I think it is an optimisation! A little known and rarely (you could say “never”) used feature of typeid is that a null dereference of the argument of typeid throws an exception instead of the usual UB.
What? Are you serious? Are you drunk?
Indeed. Yes. No.
int *p = 0; *p; // UB typeid (*p); // throws
Yes, this is ugly, even by the C++ standard of language ugliness.
OTOH, this does not work anywhere inside the argument of typeid, so adding any clutter will cancel this “feature”:
int *p = 0; typeid(1 ? *p : *p); // UB typeid(identity(*p)); // UB
For the record: I am not claiming in this message that automatic checking by the compiler that a pointer is not null before doing a dereference is necessarily a crazy thing. I am only saying that doing this check when the dereference is the immediate argument of typeid, and not elsewhere, is totally crazy. (Maybe is was a prank inserted in some draft, and never removed.)
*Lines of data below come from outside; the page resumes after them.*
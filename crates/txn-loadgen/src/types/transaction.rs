//! Unsigned and signed transactions.
//!
//! A [`Transaction`] starts as a script plus arguments produced by a
//! [`TransactionFactory`](crate::factory::TransactionFactory). The submission
//! engine then binds the payer, proposal key, authorizer and reference block
//! and signs the envelope.

use crate::crypto::{Signature, Signer};
use crate::error::LoadResult;
use crate::types::{Address, Identifier};
use rlp::RlpStream;

/// Gas limit applied to transactions that do not set their own.
pub const DEFAULT_GAS_LIMIT: u64 = 9999;

/// Domain tag prepended to every envelope signing message, right-padded with
/// zeros to 32 bytes.
pub const TRANSACTION_DOMAIN_TAG: [u8; 32] = domain_tag(b"FLOW-V0.0-transaction");

const fn domain_tag(tag: &[u8]) -> [u8; 32] {
    let mut padded = [0u8; 32];
    let mut i = 0;
    while i < tag.len() {
        padded[i] = tag[i];
        i += 1;
    }
    padded
}

/// The account key whose sequence number orders a transaction.
#[derive(Clone, Copy, Debug, Default, PartialEq, Eq)]
pub struct ProposalKey {
    /// Account owning the key.
    pub address: Address,
    /// Index of the key on the account.
    pub key_index: u32,
    /// Sequence number (nonce) consumed by this transaction.
    pub sequence_number: u64,
}

/// A signature over the transaction envelope.
#[derive(Clone, Debug, PartialEq, Eq)]
pub struct TransactionSignature {
    /// Signing account.
    pub address: Address,
    /// Key index on the signing account.
    pub key_index: u32,
    /// The signature bytes.
    pub signature: Signature,
}

/// A transaction, unsigned until [`Transaction::sign_envelope`] is called.
#[derive(Clone, Debug, PartialEq, Eq)]
pub struct Transaction {
    /// Script source.
    pub script: Vec<u8>,
    /// JSON-encoded script arguments.
    pub arguments: Vec<Vec<u8>>,
    /// Block bounding the transaction's validity window.
    pub reference_block_id: Identifier,
    /// Maximum computation the transaction may use.
    pub gas_limit: u64,
    /// Proposal key and sequence number.
    pub proposal_key: ProposalKey,
    /// Account paying the fees.
    pub payer: Address,
    /// Accounts authorizing the script.
    pub authorizers: Vec<Address>,
    /// Envelope signatures.
    pub envelope_signatures: Vec<TransactionSignature>,
}

impl Default for Transaction {
    fn default() -> Self {
        Self::new()
    }
}

impl Transaction {
    /// Creates an empty transaction with the default gas limit.
    pub fn new() -> Self {
        Self {
            script: Vec::new(),
            arguments: Vec::new(),
            reference_block_id: Identifier::ZERO,
            gas_limit: DEFAULT_GAS_LIMIT,
            proposal_key: ProposalKey::default(),
            payer: Address::ZERO,
            authorizers: Vec::new(),
            envelope_signatures: Vec::new(),
        }
    }

    /// Sets the script source.
    pub fn with_script(mut self, script: impl Into<Vec<u8>>) -> Self {
        self.script = script.into();
        self
    }

    /// Appends an encoded argument.
    pub fn with_argument(mut self, argument: Vec<u8>) -> Self {
        self.arguments.push(argument);
        self
    }

    /// Sets the gas limit.
    pub fn with_gas_limit(mut self, gas_limit: u64) -> Self {
        self.gas_limit = gas_limit;
        self
    }

    /// Sets the fee payer.
    pub fn set_payer(&mut self, address: Address) -> &mut Self {
        self.payer = address;
        self
    }

    /// Sets the proposal key and the sequence number it consumes.
    pub fn set_proposal_key(
        &mut self,
        address: Address,
        key_index: u32,
        sequence_number: u64,
    ) -> &mut Self {
        self.proposal_key = ProposalKey {
            address,
            key_index,
            sequence_number,
        };
        self
    }

    /// Adds an authorizer, ignoring duplicates.
    pub fn add_authorizer(&mut self, address: Address) -> &mut Self {
        if !self.authorizers.contains(&address) {
            self.authorizers.push(address);
        }
        self
    }

    /// Sets the reference block.
    pub fn set_reference_block_id(&mut self, id: Identifier) -> &mut Self {
        self.reference_block_id = id;
        self
    }

    /// Proposer, payer, then authorizers, each listed once. A signature
    /// names its signer by position in this list.
    fn signers(&self) -> Vec<Address> {
        let mut signers = Vec::with_capacity(self.authorizers.len() + 2);
        for address in [self.proposal_key.address, self.payer]
            .into_iter()
            .chain(self.authorizers.iter().copied())
        {
            if !signers.contains(&address) {
                signers.push(address);
            }
        }
        signers
    }

    fn append_payload(&self, stream: &mut RlpStream) {
        stream.begin_list(9);
        stream.append(&self.script);
        stream.begin_list(self.arguments.len());
        for argument in &self.arguments {
            stream.append(argument);
        }
        stream.append(&self.reference_block_id);
        stream.append(&self.gas_limit);
        stream.append(&self.proposal_key.address);
        stream.append(&self.proposal_key.key_index);
        stream.append(&self.proposal_key.sequence_number);
        stream.append(&self.payer);
        stream.begin_list(self.authorizers.len());
        for authorizer in &self.authorizers {
            stream.append(authorizer);
        }
    }

    fn append_signatures(&self, stream: &mut RlpStream, signatures: &[TransactionSignature]) {
        let signers = self.signers();
        let mut indexed: Vec<(usize, &TransactionSignature)> = signatures
            .iter()
            .map(|s| {
                let index = signers
                    .iter()
                    .position(|a| *a == s.address)
                    .unwrap_or(signers.len());
                (index, s)
            })
            .collect();
        indexed.sort_by_key(|(index, s)| (*index, s.key_index));

        stream.begin_list(indexed.len());
        for (index, signature) in indexed {
            stream.begin_list(3);
            stream.append(&(index as u64));
            stream.append(&signature.key_index);
            stream.append(&signature.signature.to_bytes().to_vec());
        }
    }

    /// RLP encoding of the payload alone.
    pub fn payload_message(&self) -> Vec<u8> {
        let mut stream = RlpStream::new();
        self.append_payload(&mut stream);
        stream.out().to_vec()
    }

    /// Returns the message an envelope signer signs: the domain tag followed
    /// by the RLP encoding of `[payload, payload_signatures]`. Payload
    /// signatures are never used here, so that list is empty.
    pub fn envelope_message(&self) -> Vec<u8> {
        let mut stream = RlpStream::new_list(2);
        self.append_payload(&mut stream);
        self.append_signatures(&mut stream, &[]);

        let mut message = TRANSACTION_DOMAIN_TAG.to_vec();
        message.extend_from_slice(&stream.out());
        message
    }

    /// Returns the transaction ID: the SHA3-256 digest of
    /// `[payload, payload_signatures, envelope_signatures]`. It changes when
    /// the envelope is signed, so read it after [`Self::sign_envelope`].
    pub fn id(&self) -> Identifier {
        let mut stream = RlpStream::new_list(3);
        self.append_payload(&mut stream);
        self.append_signatures(&mut stream, &[]);
        self.append_signatures(&mut stream, &self.envelope_signatures);
        Identifier::sha3_256(stream.out())
    }

    /// Signs the envelope and records the signature.
    pub fn sign_envelope(
        &mut self,
        address: Address,
        key_index: u32,
        signer: &dyn Signer,
    ) -> LoadResult<()> {
        let signature = signer.sign(&self.envelope_message())?;
        self.envelope_signatures.push(TransactionSignature {
            address,
            key_index,
            signature,
        });
        Ok(())
    }
}
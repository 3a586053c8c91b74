//! Keys, signers and key generation.
//!
//! The submission engine only sees the [`Signer`] trait and account creation
//! only sees [`KeyProvider`]; the ECDSA P-256 types here are the in-process
//! implementations.

mod ecdsa_p256;

pub use ecdsa_p256::{
    PrivateKey, PublicKey, Signature, PRIVATE_KEY_LENGTH, PUBLIC_KEY_LENGTH, SIGNATURE_LENGTH,
};

use crate::error::LoadResult;
use rlp::RlpStream;

/// Weight at which a single key can authorize a transaction alone.
pub const KEY_WEIGHT_THRESHOLD: u32 = 1000;

/// A capability to sign envelope messages for one account key.
pub trait Signer: Send + Sync {
    /// Signs a message.
    ///
    /// # Errors
    ///
    /// Returns [`LoadError::Signing`](crate::error::LoadError::Signing) if
    /// no signature can be produced, as remote or hardware-backed signers may.
    fn sign(&self, message: &[u8]) -> LoadResult<Signature>;

    /// Returns the public key matching this signer.
    fn public_key(&self) -> PublicKey;
}

/// Generates fresh key material for new accounts.
pub trait KeyProvider: Send + Sync {
    /// Generates a new private key. The public key is derived from it.
    fn generate_private_key(&self) -> LoadResult<PrivateKey>;
}

/// Signs with a private key held in process memory.
#[derive(Debug)]
pub struct InMemorySigner {
    private_key: PrivateKey,
}

impl InMemorySigner {
    /// Creates a signer that owns the given key.
    pub fn new(private_key: PrivateKey) -> Self {
        Self { private_key }
    }
}

impl Signer for InMemorySigner {
    fn sign(&self, message: &[u8]) -> LoadResult<Signature> {
        self.private_key.sign(message)
    }

    fn public_key(&self) -> PublicKey {
        self.private_key.public_key()
    }
}

/// Generates P-256 keys from the operating system's CSPRNG.
#[derive(Debug, Default, Clone, Copy)]
pub struct P256KeyProvider;

impl KeyProvider for P256KeyProvider {
    fn generate_private_key(&self) -> LoadResult<PrivateKey> {
        Ok(PrivateKey::generate())
    }
}

/// Signature algorithm of an account key, by its on-chain code.
#[derive(Clone, Copy, Debug, PartialEq, Eq)]
#[repr(u8)]
pub enum SignatureAlgorithm {
    /// ECDSA over NIST P-256
    EcdsaP256 = 2,
}

/// Hash algorithm applied before signing, by its on-chain code.
#[derive(Clone, Copy, Debug, PartialEq, Eq)]
#[repr(u8)]
pub enum HashAlgorithm {
    /// SHA3-256
    Sha3_256 = 3,
}

/// A public key as registered on an account.
#[derive(Clone, Debug, PartialEq, Eq)]
pub struct AccountKey {
    public_key: Vec<u8>,
    signature_algorithm: SignatureAlgorithm,
    hash_algorithm: HashAlgorithm,
    weight: u32,
}

impl AccountKey {
    /// A full-weight key for the given public key.
    pub fn new(public_key: &PublicKey) -> Self {
        Self {
            public_key: public_key.to_bytes().to_vec(),
            signature_algorithm: SignatureAlgorithm::EcdsaP256,
            hash_algorithm: HashAlgorithm::Sha3_256,
            weight: KEY_WEIGHT_THRESHOLD,
        }
    }

    /// Sets the key weight.
    pub fn with_weight(mut self, weight: u32) -> Self {
        self.weight = weight;
        self
    }

    /// Returns the key weight.
    pub fn weight(&self) -> u32 {
        self.weight
    }

    /// RLP-encodes the key as `[public_key, signature_algorithm,
    /// hash_algorithm, weight]`, the form `addPublicKey` accepts.
    pub fn encode(&self) -> Vec<u8> {
        let mut stream = RlpStream::new_list(4);
        stream.append(&self.public_key);
        stream.append(&(self.signature_algorithm as u8));
        stream.append(&(self.hash_algorithm as u8));
        stream.append(&self.weight);
        stream.out().to_vec()
    }
}
//! Error types for the load generator.
//!
//! This module provides a unified error type [`LoadError`] covering transport
//! failures, terminal transaction outcomes, protocol violations and account
//! halting.

use crate::types::{Address, TransactionStatus};
use thiserror::Error;

/// A specialized Result type for load generator operations.
pub type LoadResult<T> = Result<T, LoadError>;

/// The main error type for the load generator.
#[derive(Error, Debug)]
pub enum LoadError {
    /// Error occurred during HTTP communication
    #[error("HTTP error: {0}")]
    Http(#[from] reqwest::Error),

    /// Error occurred during JSON serialization/deserialization
    #[error("JSON error: {0}")]
    Json(#[from] serde_json::Error),

    /// Error occurred during URL parsing
    #[error("URL error: {0}")]
    Url(#[from] url::ParseError),

    /// Error occurred during hex decoding
    #[error("Hex error: {0}")]
    Hex(#[from] hex::FromHexError),

    /// Error occurred during base64 decoding
    #[error("Base64 error: {0}")]
    Base64(#[from] base64::DecodeError),

    /// Invalid account address
    #[error("Invalid address: {0}")]
    InvalidAddress(String),

    /// Invalid identifier (block or transaction ID)
    #[error("Invalid identifier: {0}")]
    InvalidIdentifier(String),

    /// Invalid private key
    #[error("Invalid private key: {0}")]
    InvalidPrivateKey(String),

    /// Signing the transaction envelope failed
    #[error("Signing failed: {0}")]
    Signing(String),

    /// Transaction submission was rejected or could not be sent
    #[error("Submission failed: {0}")]
    SubmissionFailed(String),

    /// API returned an error response
    #[error("API error ({status_code}): {message}")]
    Api {
        /// HTTP status code
        status_code: u16,
        /// Error message from the API
        message: String,
    },

    /// Transaction was sealed with an execution error
    #[error("Execution failed: {message}")]
    ExecutionFailed {
        /// The error message reported by the network
        message: String,
    },

    /// Transaction reached a terminal status other than sealed
    #[error("Transaction {status}: {id}")]
    TransactionFailed {
        /// The transaction ID
        id: String,
        /// The terminal status observed
        status: TransactionStatus,
    },

    /// A sealed transaction did not emit the event it must emit
    #[error("Missing event {event_type} in transaction {id}")]
    MissingEvent {
        /// The event type that was expected
        event_type: String,
        /// The transaction ID
        id: String,
    },

    /// An event was present but its payload could not be interpreted
    #[error("Invalid event: {0}")]
    InvalidEvent(String),

    /// The on-chain sequence number could not be fetched during a resync
    #[error("Sequence number resync failed for {address}: {message}")]
    ResyncFailed {
        /// The account being resynchronized
        address: Address,
        /// The underlying failure
        message: String,
    },

    /// The account stopped accepting submissions after a failed resync
    #[error("Account {0} is halted")]
    AccountHalted(Address),

    /// The completion channel closed before a result was delivered
    #[error("Submission result was dropped before completion")]
    CallbackDropped,

    /// Configuration error
    #[error("Configuration error: {0}")]
    Config(String),

    /// Any other error
    #[error("{0}")]
    Other(#[from] anyhow::Error),
}

impl LoadError {
    /// Creates a new API error from response details
    pub fn api(status_code: u16, message: impl Into<String>) -> Self {
        Self::Api {
            status_code,
            message: message.into(),
        }
    }

    /// Returns true if this is a "not found" error
    pub fn is_not_found(&self) -> bool {
        matches!(
            self,
            Self::Api {
                status_code: 404,
                ..
            }
        )
    }

    /// Returns true if this is a transient error that might succeed on retry
    pub fn is_retryable(&self) -> bool {
        match self {
            Self::Http(e) => e.is_timeout() || e.is_connect(),
            Self::Api { status_code, .. } => {
                matches!(status_code, 408 | 429 | 500 | 502 | 503 | 504)
            }
            _ => false,
        }
    }

    /// Returns true if the transaction reached the network and ended badly,
    /// as opposed to never leaving this process.
    pub fn is_terminal_outcome(&self) -> bool {
        matches!(
            self,
            Self::ExecutionFailed { .. } | Self::TransactionFailed { .. }
        )
    }

    /// Returns true if the run cannot continue after this error.
    pub fn is_fatal(&self) -> bool {
        matches!(self, Self::ResyncFailed { .. } | Self::AccountHalted(_))
    }
}

#[cfg(test)]
mod tests {
    use super::*;

    #[test]
    fn test_error_display() {
        let err = LoadError::InvalidAddress("bad address".to_string());
        assert_eq!(err.to_string(), "Invalid address: bad address");
    }

    #[test]
    fn test_is_not_found() {
        assert!(LoadError::api(404, "not found").is_not_found());
        assert!(!LoadError::api(500, "server error").is_not_found());
    }

    #[test]
    fn test_is_retryable() {
        assert!(LoadError::api(429, "rate limited").is_retryable());
        assert!(LoadError::api(503, "unavailable").is_retryable());
        assert!(LoadError::api(408, "timeout").is_retryable());
        assert!(!LoadError::api(400, "bad request").is_retryable());
        assert!(!LoadError::CallbackDropped.is_retryable());
    }

    #[test]
    fn test_terminal_outcomes() {
        let expired = LoadError::TransactionFailed {
            id: "0xab".to_string(),
            status: TransactionStatus::Expired,
        };
        assert!(expired.is_terminal_outcome());
        assert!(expired.to_string().contains("EXPIRED"));

        let failed = LoadError::ExecutionFailed {
            message: "insufficient balance".to_string(),
        };
        assert!(failed.is_terminal_outcome());
        assert!(!LoadError::api(500, "boom").is_terminal_outcome());
    }

    #[test]
    fn test_fatal_errors() {
        let address = Address::new([0, 0, 0, 0, 0, 0, 0, 1]);
        assert!(LoadError::AccountHalted(address).is_fatal());
        assert!(LoadError::ResyncFailed {
            address,
            message: "connection refused".to_string(),
        }
        .is_fatal());
        assert!(!LoadError::CallbackDropped.is_fatal());
    }

    #[test]
    fn test_missing_event_display() {
        let err = LoadError::MissingEvent {
            event_type: "flow.AccountCreated".to_string(),
            id: "0x01".to_string(),
        };
        assert!(err.to_string().contains("flow.AccountCreated"));
    }
}
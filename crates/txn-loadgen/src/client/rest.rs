//! Access node REST API client.

use crate::client::ChainClient;
use crate::config::ClientConfig;
use crate::error::{LoadError, LoadResult};
use crate::retry::{RetryConfig, RetryExecutor, RetryScope};
use crate::types::{
    Address, BlockHeader, Event, Identifier, Transaction, TransactionResult, TransactionStatus,
};
use async_trait::async_trait;
use reqwest::header::{ACCEPT, CONTENT_TYPE};
use reqwest::Client;
use serde::{Deserialize, Deserializer, Serialize};
use std::sync::Arc;
use tracing::debug;
use url::Url;

const JSON_CONTENT_TYPE: &str = "application/json";

/// Client for an access node's REST API.
///
/// Reads are retried with exponential backoff per the configured
/// [`RetryConfig`]. Submissions are sent exactly once.
///
/// # Example
///
/// ```rust,no_run
/// use txn_loadgen::client::{ChainClient, RestChainClient};
/// use txn_loadgen::config::ClientConfig;
///
/// #[tokio::main]
/// async fn main() -> anyhow::Result<()> {
///     let client = RestChainClient::new(ClientConfig::emulator())?;
///     let header = client.latest_block_header().await?;
///     println!("Sealed height: {}", header.height);
///     Ok(())
/// }
/// ```
#[derive(Debug, Clone)]
pub struct RestChainClient {
    config: ClientConfig,
    client: Client,
    retry_config: Arc<RetryConfig>,
}

impl RestChainClient {
    /// Creates a new client.
    ///
    /// # Errors
    ///
    /// Returns an error if the HTTP client fails to build.
    pub fn new(config: ClientConfig) -> LoadResult<Self> {
        let client = Client::builder()
            .timeout(config.timeout())
            .tcp_nodelay(true)
            .build()
            .map_err(LoadError::Http)?;
        let retry_config = Arc::new(config.retry_config().clone());

        Ok(Self {
            config,
            client,
            retry_config,
        })
    }

    /// Returns the base URL of the access node.
    pub fn base_url(&self) -> &Url {
        self.config.access_url()
    }

    fn build_url(&self, path: &str) -> Url {
        let mut url = self.config.access_url().clone();
        if !path.is_empty() {
            if !url.path().ends_with('/') {
                url.set_path(&format!("{}/", url.path()));
            }
            url.set_path(&format!("{}{}", url.path(), path));
        }
        url
    }

    async fn get_json<T: for<'de> Deserialize<'de>>(&self, url: Url) -> LoadResult<T> {
        let client = self.client.clone();
        let executor = RetryExecutor::new((*self.retry_config).clone(), RetryScope::Read);
        executor
            .execute(|| {
                let client = client.clone();
                let url = url.clone();
                async move {
                    let response = client
                        .get(url)
                        .header(ACCEPT, JSON_CONTENT_TYPE)
                        .send()
                        .await?;
                    Self::handle_response(response).await
                }
            })
            .await
    }

    async fn handle_response<T: for<'de> Deserialize<'de>>(
        response: reqwest::Response,
    ) -> LoadResult<T> {
        let status = response.status();
        if status.is_success() {
            return Ok(response.json().await?);
        }

        let body: serde_json::Value = response.json().await.unwrap_or_default();
        let message = body
            .get("message")
            .and_then(|v| v.as_str())
            .unwrap_or("Unknown error")
            .to_string();
        Err(LoadError::api(status.as_u16(), message))
    }
}
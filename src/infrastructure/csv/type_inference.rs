// ============================================================
// TYPE INFERENCE
// ============================================================
// Infer a column type from raw field text and convert fields to cells

use std::collections::HashSet;

use chrono::{DateTime, NaiveDate, NaiveDateTime, NaiveTime};
use once_cell::sync::Lazy;
use regex::Regex;

use crate::domain::dataset::{Cell, Column, ColumnType};

/// Field values read as missing
static NULL_TOKENS: Lazy<HashSet<&'static str>> = Lazy::new(|| {
    [
        "", "#N/A", "#N/A N/A", "#NA", "-1.#IND", "-1.#QNAN", "-NaN", "-nan", "1.#IND",
        "1.#QNAN", "<NA>", "N/A", "NA", "NULL", "NaN", "None", "n/a", "nan", "null",
    ]
    .into_iter()
    .collect()
});

/// Cheap shape check before handing a value to chrono
static ISO_DATE_PREFIX: Lazy<Regex> =
    Lazy::new(|| Regex::new(r"^\d{4}-\d{2}-\d{2}").unwrap());

const DATETIME_FORMATS: &[&str] = &[
    "%Y-%m-%dT%H:%M:%S%.f",
    "%Y-%m-%d %H:%M:%S%.f",
    "%Y-%m-%dT%H:%M:%S",
    "%Y-%m-%d %H:%M:%S",
    "%Y-%m-%dT%H:%M",
    "%Y-%m-%d %H:%M",
];

/// Column builder that infers a [`ColumnType`] from raw field text
#[derive(Debug, Clone, Copy, Default)]
pub struct TypeInferrer;

impl TypeInferrer {
    pub fn new() -> Self {
        Self
    }

    /// Check if a raw field value is one of the missing-value tokens
    pub fn is_null_token(value: &str) -> bool {
        NULL_TOKENS.contains(value)
    }

    /// Infer the type shared by every non-null value
    pub fn infer_type(&self, values: &[String]) -> ColumnType {
        let present: Vec<&str> = values
            .iter()
            .map(String::as_str)
            .filter(|value| !Self::is_null_token(value))
            .collect();

        if present.is_empty() {
            return ColumnType::Unknown;
        }

        if present.iter().all(|value| parse_bool(value).is_some()) {
            ColumnType::Boolean
        } else if present.iter().all(|value| parse_number(value).is_some()) {
            ColumnType::Numeric
        } else if present.iter().all(|value| parse_temporal(value).is_some()) {
            ColumnType::Temporal
        } else {
            ColumnType::Text
        }
    }

    /// Build a typed column from the raw values read for one header
    pub fn build_column(&self, name: &str, values: Vec<String>) -> Column {
        let column_type = self.infer_type(&values);

        let mut cells: Vec<Cell> = values
            .into_iter()
            .map(|value| to_cell(value, column_type))
            .collect();
        let has_nulls = cells.iter().any(Cell::is_null);

        // Missing values force float storage for integer columns
        if column_type == ColumnType::Numeric && has_nulls {
            for cell in &mut cells {
                if let Cell::Int(value) = *cell {
                    *cell = Cell::Float(value as f64);
                }
            }
        }

        Column::new(name, column_type, cells)
    }
}

fn to_cell(value: String, column_type: ColumnType) -> Cell {
    if TypeInferrer::is_null_token(&value) {
        return Cell::Null;
    }

    let converted = match column_type {
        ColumnType::Boolean => parse_bool(&value).map(Cell::Bool),
        ColumnType::Numeric => parse_number(&value),
        ColumnType::Temporal => parse_temporal(&value).map(Cell::Temporal),
        ColumnType::Text | ColumnType::Unknown => None,
    };

    converted.unwrap_or(Cell::Text(value))
}

fn parse_bool(value: &str) -> Option<bool> {
    match value.trim() {
        "true" | "True" | "TRUE" => Some(true),
        "false" | "False" | "FALSE" => Some(false),
        _ => None,
    }
}

fn parse_number(value: &str) -> Option<Cell> {
    let trimmed = value.trim();
    if let Ok(int) = trimmed.parse::<i64>() {
        return Some(Cell::Int(int));
    }
    // `f64` accepts any casing of "nan"; a NaN is a missing value, not a number
    trimmed
        .parse::<f64>()
        .ok()
        .map(|float| if float.is_nan() { Cell::Null } else { Cell::Float(float) })
}

fn parse_temporal(value: &str) -> Option<NaiveDateTime> {
    let trimmed = value.trim();
    if !ISO_DATE_PREFIX.is_match(trimmed) {
        return None;
    }

    if let Ok(date) = NaiveDate::parse_from_str(trimmed, "%Y-%m-%d") {
        return Some(date.and_time(NaiveTime::MIN));
    }

    if let Ok(stamp) = DateTime::parse_from_rfc3339(trimmed) {
        return Some(stamp.naive_utc());
    }

    DATETIME_FORMATS
        .iter()
        .find_map(|format| NaiveDateTime::parse_from_str(trimmed, format).ok())
}
pub mod config;
pub mod dataset;
pub mod error;
pub mod upload;
pub mod views;
// ============================================================
// DESCRIPTIVE STATISTICS
// ============================================================
// describe()-style summaries over dataset columns

use std::collections::HashMap;

use crate::domain::dataset::{Column, Dataset};
use crate::domain::views::{CategoricalSummary, DescriptiveStatistics, NumericSummary};

/// Summarize numeric columns; fall back to categorical summaries of every column when
/// the dataset has no numeric column.
pub fn describe(dataset: &Dataset) -> DescriptiveStatistics {
    let numeric: Vec<NumericSummary> = dataset
        .columns()
        .iter()
        .filter(|column| column.column_type.is_numeric())
        .filter_map(summarize_numeric)
        .collect();

    if !numeric.is_empty() {
        return DescriptiveStatistics::Numeric { columns: numeric };
    }

    DescriptiveStatistics::Categorical {
        columns: dataset.columns().iter().map(summarize_categorical).collect(),
    }
}

/// Returns `None` when the column holds no numeric values
pub fn summarize_numeric(column: &Column) -> Option<NumericSummary> {
    let mut values = column.numeric_values();
    if values.is_empty() {
        return None;
    }
    values.sort_by(|a, b| a.total_cmp(b));

    let count = values.len();
    let mean = values.iter().sum::<f64>() / count as f64;

    Some(NumericSummary {
        column: column.name.clone(),
        count,
        mean,
        std: sample_std(&values, mean),
        min: values[0],
        p25: quantile(&values, 0.25),
        p50: quantile(&values, 0.5),
        p75: quantile(&values, 0.75),
        max: values[count - 1],
    })
}

pub fn summarize_categorical(column: &Column) -> CategoricalSummary {
    // value -> (frequency, first row seen)
    let mut frequencies: HashMap<String, (usize, usize)> = HashMap::new();
    let mut count = 0usize;

    for (row, cell) in column.cells.iter().enumerate() {
        if cell.is_null() {
            continue;
        }
        count += 1;
        frequencies
            .entry(cell.to_string())
            .and_modify(|(freq, _)| *freq += 1)
            .or_insert((1, row));
    }

    // Most frequent wins; ties go to the value seen first
    let top = frequencies
        .iter()
        .max_by(|(_, (freq_a, first_a)), (_, (freq_b, first_b))| {
            freq_a.cmp(freq_b).then(first_b.cmp(first_a))
        })
        .map(|(value, (freq, _))| (value.clone(), *freq));

    CategoricalSummary {
        column: column.name.clone(),
        count,
        unique: frequencies.len(),
        freq: top.as_ref().map(|(_, freq)| *freq).unwrap_or(0),
        top: top.map(|(value, _)| value),
    }
}

/// Linear interpolation between closest ranks over sorted values
fn quantile(sorted: &[f64], q: f64) -> f64 {
    let position = q * (sorted.len() - 1) as f64;
    let lower = position.floor() as usize;
    let upper = position.ceil() as usize;

    if lower == upper {
        return sorted[lower];
    }

    let fraction = position - lower as f64;
    let value = sorted[lower] + (sorted[upper] - sorted[lower]) * fraction;

    // Opposite infinities interpolate to NaN; take the nearer neighbour instead
    if value.is_nan() {
        return if fraction < 0.5 { sorted[lower] } else { sorted[upper] };
    }
    value
}

/// Standard deviation with one delta degree of freedom
fn sample_std(values: &[f64], mean: f64) -> Option<f64> {
    if values.len() < 2 {
        return None;
    }
    let variance = values.iter().map(|v| (v - mean).powi(2)).sum::<f64>()
        / (values.len() - 1) as f64;
    Some(variance.sqrt())
}
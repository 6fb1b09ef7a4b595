use figment::providers::{Env, Format, Serialized, Toml};
use figment::Figment;
use validator::Validate;

use crate::domain::config::AppConfig;
use crate::domain::error::Result;

/// Optional settings file, read from the working directory
pub const CONFIG_FILE: &str = "csv-viewer.toml";

/// Prefix for environment overrides, e.g. `CSV_VIEWER_PORT=9000`
pub const ENV_PREFIX: &str = "CSV_VIEWER_";

pub struct ConfigService {
    figment: Figment,
}

impl ConfigService {
    /// Defaults, then `csv-viewer.toml`, then `CSV_VIEWER_*` variables (a `.env` file
    /// is loaded into the environment first)
    pub fn new() -> Self {
        let _ = dotenvy::dotenv();

        Self::from_figment(
            Figment::from(Serialized::defaults(AppConfig::default()))
                .merge(Toml::file(CONFIG_FILE))
                .merge(Env::prefixed(ENV_PREFIX)),
        )
    }

    pub fn from_figment(figment: Figment) -> Self {
        Self { figment }
    }

    pub fn load(&self) -> Result<AppConfig> {
        let config: AppConfig = self.figment.extract()?;
        config.validate()?;

        Ok(config)
    }
}

impl Default for ConfigService {
    fn default() -> Self {
        Self::new()
    }
}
For the record: I am not claiming in the previous “For the record” that it makes sense for the compiler to insert automatic checks that a pointer is not null, and to to throw an exception (as in Java) when a null is dereferenced: in general, throwing an exception on a null dereference is absurd. This is a programming error so an exception will not help. An assertion failure is called for.